──────── Material to process ────────

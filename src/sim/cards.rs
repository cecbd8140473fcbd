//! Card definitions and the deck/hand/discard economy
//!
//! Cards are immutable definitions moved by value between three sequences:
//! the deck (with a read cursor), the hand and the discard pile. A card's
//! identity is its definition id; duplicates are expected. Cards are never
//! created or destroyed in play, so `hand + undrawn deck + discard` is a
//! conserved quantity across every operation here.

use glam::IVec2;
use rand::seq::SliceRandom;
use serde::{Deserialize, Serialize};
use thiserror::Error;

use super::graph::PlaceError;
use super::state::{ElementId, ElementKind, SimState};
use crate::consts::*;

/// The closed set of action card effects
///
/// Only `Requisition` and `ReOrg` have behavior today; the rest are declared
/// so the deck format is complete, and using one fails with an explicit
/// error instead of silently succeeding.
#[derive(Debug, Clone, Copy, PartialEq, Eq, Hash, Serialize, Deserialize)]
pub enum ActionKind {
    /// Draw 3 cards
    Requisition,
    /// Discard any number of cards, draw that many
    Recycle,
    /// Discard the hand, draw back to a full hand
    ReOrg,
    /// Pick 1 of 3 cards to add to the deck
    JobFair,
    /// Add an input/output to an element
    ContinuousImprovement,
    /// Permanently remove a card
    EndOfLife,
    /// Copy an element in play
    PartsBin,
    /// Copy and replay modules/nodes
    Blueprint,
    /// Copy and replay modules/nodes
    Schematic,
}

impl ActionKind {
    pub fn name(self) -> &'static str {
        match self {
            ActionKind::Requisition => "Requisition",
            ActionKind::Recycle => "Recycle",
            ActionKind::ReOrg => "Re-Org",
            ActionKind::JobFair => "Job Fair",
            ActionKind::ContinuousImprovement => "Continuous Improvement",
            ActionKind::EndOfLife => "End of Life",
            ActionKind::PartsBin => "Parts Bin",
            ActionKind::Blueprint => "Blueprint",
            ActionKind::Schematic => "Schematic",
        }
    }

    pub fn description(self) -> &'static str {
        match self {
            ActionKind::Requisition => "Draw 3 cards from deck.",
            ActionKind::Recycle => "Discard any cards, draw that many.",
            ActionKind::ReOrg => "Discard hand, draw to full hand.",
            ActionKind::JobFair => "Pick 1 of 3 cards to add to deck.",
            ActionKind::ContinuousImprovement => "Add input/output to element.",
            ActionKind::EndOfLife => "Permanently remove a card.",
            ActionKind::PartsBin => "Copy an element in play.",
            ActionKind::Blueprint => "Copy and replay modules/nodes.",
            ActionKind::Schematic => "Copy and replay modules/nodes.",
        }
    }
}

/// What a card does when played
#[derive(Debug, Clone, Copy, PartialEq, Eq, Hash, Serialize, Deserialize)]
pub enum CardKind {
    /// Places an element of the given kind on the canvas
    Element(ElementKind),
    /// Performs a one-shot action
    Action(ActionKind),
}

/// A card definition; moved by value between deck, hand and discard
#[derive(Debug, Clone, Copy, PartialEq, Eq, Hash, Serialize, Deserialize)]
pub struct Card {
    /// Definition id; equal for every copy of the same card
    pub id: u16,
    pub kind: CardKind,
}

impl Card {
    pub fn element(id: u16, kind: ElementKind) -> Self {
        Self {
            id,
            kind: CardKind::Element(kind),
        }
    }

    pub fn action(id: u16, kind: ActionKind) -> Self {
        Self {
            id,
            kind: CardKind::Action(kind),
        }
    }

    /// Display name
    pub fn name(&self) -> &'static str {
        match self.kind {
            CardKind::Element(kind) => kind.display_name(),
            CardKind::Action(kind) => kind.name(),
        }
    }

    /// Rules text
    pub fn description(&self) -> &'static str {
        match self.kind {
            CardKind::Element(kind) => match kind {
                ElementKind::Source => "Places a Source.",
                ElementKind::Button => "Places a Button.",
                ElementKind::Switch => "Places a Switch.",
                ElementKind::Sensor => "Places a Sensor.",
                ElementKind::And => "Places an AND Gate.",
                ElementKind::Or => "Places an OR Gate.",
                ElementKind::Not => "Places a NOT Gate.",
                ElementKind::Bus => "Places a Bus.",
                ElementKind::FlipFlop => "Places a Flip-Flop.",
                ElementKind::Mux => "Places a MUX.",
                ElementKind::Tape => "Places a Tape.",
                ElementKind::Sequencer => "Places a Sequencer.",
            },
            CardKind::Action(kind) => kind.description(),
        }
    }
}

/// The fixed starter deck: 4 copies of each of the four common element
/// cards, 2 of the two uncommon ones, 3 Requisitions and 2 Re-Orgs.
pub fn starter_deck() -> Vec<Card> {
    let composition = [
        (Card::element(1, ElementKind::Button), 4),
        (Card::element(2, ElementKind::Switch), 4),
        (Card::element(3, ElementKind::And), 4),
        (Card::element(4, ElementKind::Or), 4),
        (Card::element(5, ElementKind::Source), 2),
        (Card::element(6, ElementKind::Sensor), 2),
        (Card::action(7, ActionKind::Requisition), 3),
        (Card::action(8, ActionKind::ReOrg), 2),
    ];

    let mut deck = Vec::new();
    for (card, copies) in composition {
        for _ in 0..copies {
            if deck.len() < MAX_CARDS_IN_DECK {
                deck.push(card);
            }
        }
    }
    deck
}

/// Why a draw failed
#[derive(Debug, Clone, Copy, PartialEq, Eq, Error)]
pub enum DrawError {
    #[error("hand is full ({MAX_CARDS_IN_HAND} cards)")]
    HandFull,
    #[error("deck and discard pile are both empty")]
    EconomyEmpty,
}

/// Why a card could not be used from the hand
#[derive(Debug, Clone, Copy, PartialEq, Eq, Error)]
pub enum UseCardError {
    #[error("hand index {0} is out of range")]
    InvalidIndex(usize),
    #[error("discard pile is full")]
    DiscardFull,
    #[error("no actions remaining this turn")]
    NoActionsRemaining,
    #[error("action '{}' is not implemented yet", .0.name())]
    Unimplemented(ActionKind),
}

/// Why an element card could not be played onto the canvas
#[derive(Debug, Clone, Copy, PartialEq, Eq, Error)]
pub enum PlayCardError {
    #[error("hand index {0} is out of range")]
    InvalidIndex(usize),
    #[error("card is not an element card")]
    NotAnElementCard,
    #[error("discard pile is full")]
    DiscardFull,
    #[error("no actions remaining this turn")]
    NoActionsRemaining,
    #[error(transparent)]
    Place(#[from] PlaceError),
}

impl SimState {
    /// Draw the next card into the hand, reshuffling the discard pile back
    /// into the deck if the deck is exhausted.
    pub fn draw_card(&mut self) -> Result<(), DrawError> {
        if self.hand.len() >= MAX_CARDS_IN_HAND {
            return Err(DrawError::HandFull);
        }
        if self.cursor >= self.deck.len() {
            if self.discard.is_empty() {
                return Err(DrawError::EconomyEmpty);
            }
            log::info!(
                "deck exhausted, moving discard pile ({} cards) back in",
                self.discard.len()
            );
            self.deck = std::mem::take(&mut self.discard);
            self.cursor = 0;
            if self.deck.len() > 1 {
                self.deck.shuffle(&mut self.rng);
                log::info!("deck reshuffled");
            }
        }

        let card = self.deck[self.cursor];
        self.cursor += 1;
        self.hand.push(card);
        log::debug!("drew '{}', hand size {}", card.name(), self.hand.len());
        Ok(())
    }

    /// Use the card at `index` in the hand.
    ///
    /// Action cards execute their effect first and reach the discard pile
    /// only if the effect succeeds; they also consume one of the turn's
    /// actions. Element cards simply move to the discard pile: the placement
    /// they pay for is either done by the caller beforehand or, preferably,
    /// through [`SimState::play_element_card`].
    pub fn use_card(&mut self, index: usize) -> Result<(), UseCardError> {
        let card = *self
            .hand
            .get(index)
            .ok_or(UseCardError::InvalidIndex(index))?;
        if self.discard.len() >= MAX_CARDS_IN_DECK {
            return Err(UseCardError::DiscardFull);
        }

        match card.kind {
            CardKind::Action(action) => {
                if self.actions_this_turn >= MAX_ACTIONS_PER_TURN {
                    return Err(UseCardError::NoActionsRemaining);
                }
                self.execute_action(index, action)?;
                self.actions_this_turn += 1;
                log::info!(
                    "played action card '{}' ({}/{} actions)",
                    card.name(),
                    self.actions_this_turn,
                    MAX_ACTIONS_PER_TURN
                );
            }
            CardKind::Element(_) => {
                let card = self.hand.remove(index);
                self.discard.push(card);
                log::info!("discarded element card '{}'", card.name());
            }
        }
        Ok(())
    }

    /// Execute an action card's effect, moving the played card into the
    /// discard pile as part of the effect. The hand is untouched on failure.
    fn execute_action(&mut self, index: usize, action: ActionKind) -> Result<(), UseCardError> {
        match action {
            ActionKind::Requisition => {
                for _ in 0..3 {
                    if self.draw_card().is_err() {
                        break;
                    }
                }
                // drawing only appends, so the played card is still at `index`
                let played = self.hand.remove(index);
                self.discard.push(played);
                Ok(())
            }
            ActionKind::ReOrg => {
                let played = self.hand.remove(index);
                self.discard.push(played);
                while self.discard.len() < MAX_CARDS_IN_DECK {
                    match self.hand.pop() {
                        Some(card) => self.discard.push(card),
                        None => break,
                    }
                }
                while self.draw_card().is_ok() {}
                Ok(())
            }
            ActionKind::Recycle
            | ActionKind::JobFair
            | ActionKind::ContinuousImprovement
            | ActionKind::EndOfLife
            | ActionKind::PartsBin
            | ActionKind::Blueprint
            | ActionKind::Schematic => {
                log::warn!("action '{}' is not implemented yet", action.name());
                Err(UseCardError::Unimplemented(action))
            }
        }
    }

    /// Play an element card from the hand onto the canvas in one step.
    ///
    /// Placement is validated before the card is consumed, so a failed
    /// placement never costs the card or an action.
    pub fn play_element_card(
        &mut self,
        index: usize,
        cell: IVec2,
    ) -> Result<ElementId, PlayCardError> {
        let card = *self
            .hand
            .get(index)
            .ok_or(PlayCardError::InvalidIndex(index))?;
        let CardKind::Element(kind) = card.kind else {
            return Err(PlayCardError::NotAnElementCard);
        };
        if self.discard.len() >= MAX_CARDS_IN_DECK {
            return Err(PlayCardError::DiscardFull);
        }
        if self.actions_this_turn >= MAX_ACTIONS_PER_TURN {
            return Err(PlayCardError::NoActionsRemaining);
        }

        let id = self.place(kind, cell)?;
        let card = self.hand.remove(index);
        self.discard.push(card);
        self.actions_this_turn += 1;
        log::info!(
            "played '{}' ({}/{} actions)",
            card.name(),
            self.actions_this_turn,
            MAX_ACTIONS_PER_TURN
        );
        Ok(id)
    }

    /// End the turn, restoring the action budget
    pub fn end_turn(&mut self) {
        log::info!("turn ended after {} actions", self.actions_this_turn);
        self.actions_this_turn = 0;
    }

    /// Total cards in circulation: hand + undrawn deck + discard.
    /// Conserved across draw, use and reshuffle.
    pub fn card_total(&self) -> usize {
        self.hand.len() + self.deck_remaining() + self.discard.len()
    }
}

────────

- _What the task requires_
Of the lines above, extract only those from the line with "pub enum CardKind" to the line with "pub fn element(id: u16, kind: ElementKind)", both included, exactly as written.

- _Finished exercise_
pub enum CardKind {
    /// Places an element of the given kind on the canvas
    Element(ElementKind),
    /// Performs a one-shot action
    Action(ActionKind),
}

/// A card definition; moved by value between deck, hand and discard
#[derive(Debug, Clone, Copy, PartialEq, Eq, Hash, Serialize, Deserialize)]
pub struct Card {
    /// Definition id; equal for every copy of the same card
    pub id: u16,
    pub kind: CardKind,
}

impl Card {
    pub fn element(id: u16, kind: ElementKind) -> Self {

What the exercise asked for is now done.